Tally the lines of the material that carry the word "errors". Give no more than the number.

────────

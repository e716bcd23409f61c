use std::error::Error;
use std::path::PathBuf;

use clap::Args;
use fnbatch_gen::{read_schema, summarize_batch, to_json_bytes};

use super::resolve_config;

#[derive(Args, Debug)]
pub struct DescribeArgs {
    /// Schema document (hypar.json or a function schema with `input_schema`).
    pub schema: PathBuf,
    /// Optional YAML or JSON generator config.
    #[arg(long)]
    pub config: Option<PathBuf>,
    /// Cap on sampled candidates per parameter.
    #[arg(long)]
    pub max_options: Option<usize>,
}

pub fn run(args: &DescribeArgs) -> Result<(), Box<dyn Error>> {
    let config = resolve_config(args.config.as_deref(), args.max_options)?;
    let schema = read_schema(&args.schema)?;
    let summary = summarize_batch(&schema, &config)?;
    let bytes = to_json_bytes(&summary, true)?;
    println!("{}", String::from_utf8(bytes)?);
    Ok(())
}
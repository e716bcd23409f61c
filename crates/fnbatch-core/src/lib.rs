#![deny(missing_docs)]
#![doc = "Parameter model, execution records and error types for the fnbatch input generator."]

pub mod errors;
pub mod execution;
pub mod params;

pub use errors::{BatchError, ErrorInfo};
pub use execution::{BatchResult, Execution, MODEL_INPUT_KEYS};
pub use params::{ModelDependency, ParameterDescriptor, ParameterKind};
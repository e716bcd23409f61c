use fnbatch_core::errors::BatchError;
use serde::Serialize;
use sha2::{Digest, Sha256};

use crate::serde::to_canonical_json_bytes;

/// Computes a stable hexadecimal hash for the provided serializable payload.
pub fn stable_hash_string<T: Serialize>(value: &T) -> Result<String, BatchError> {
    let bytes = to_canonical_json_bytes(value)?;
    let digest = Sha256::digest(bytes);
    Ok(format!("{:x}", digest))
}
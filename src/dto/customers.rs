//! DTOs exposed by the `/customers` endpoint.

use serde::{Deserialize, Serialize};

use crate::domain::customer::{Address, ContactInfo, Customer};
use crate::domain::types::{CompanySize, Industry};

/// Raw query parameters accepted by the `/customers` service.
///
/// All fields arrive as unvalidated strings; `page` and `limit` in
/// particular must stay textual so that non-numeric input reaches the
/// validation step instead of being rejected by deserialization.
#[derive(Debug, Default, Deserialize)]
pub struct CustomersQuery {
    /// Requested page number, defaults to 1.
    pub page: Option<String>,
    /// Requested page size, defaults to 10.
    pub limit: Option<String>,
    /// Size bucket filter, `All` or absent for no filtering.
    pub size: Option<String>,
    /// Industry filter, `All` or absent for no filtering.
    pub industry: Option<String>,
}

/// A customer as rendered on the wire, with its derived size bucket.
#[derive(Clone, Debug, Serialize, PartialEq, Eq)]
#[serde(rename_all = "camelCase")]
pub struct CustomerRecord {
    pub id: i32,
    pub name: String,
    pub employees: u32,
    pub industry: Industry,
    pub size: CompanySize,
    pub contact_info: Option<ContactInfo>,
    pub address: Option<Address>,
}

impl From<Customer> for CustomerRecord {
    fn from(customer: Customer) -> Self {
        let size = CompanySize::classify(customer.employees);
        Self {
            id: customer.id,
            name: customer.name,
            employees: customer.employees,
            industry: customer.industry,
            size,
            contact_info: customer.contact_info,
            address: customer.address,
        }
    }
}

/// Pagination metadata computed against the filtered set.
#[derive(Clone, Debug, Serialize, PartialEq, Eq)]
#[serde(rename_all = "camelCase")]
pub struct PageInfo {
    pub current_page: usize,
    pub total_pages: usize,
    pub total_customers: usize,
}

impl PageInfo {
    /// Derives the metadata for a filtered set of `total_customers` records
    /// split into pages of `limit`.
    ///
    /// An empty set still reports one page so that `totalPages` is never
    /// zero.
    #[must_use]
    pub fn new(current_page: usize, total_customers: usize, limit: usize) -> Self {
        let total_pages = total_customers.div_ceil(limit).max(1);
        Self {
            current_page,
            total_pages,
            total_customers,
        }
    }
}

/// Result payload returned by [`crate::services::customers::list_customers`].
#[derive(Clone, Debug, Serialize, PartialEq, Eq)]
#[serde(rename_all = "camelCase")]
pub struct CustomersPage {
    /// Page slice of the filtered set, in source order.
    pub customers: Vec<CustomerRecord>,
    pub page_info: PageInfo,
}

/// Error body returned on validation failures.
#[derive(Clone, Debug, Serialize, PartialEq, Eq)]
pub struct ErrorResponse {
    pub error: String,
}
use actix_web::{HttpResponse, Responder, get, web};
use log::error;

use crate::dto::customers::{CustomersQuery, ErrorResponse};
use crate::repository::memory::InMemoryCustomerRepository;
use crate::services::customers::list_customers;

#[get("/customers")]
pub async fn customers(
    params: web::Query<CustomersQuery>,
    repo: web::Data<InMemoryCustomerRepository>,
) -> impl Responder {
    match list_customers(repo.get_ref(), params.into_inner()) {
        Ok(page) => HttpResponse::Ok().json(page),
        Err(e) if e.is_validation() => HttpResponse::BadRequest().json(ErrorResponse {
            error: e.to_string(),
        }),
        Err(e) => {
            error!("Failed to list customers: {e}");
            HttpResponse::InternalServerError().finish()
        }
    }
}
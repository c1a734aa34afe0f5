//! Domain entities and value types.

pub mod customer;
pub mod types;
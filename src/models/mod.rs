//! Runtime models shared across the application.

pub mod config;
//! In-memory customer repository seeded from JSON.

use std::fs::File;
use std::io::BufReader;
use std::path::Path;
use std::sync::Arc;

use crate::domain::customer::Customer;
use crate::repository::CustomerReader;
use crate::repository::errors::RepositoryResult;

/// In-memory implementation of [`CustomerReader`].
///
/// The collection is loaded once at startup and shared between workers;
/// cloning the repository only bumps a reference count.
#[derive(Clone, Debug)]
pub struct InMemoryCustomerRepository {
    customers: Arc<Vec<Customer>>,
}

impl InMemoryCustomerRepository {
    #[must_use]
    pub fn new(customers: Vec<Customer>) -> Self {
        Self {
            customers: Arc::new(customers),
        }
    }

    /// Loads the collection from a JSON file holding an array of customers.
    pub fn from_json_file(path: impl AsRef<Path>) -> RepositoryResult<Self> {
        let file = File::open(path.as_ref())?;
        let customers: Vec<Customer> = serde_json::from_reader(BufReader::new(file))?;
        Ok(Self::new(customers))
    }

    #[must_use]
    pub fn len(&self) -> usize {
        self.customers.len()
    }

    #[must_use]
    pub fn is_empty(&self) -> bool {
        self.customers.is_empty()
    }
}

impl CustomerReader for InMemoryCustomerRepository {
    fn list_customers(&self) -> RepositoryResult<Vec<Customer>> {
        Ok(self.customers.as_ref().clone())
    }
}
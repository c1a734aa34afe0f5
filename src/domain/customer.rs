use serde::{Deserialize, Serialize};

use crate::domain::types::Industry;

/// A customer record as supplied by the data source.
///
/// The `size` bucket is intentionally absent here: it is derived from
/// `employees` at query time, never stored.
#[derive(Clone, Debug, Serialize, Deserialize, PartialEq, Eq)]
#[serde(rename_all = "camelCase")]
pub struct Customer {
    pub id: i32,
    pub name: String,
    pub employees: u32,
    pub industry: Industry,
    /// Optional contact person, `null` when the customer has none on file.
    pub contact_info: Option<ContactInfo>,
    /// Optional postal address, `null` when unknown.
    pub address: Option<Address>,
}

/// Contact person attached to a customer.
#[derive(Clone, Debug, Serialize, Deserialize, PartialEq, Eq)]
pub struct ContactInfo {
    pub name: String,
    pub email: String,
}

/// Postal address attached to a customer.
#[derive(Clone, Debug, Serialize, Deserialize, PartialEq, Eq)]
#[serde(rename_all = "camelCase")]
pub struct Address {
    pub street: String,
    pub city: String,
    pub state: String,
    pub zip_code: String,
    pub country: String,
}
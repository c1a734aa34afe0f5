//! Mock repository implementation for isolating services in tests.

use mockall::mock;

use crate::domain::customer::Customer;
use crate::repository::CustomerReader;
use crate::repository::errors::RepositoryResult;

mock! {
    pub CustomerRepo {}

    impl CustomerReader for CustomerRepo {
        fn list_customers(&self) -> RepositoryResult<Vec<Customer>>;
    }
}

────────

■ ANSWER:
5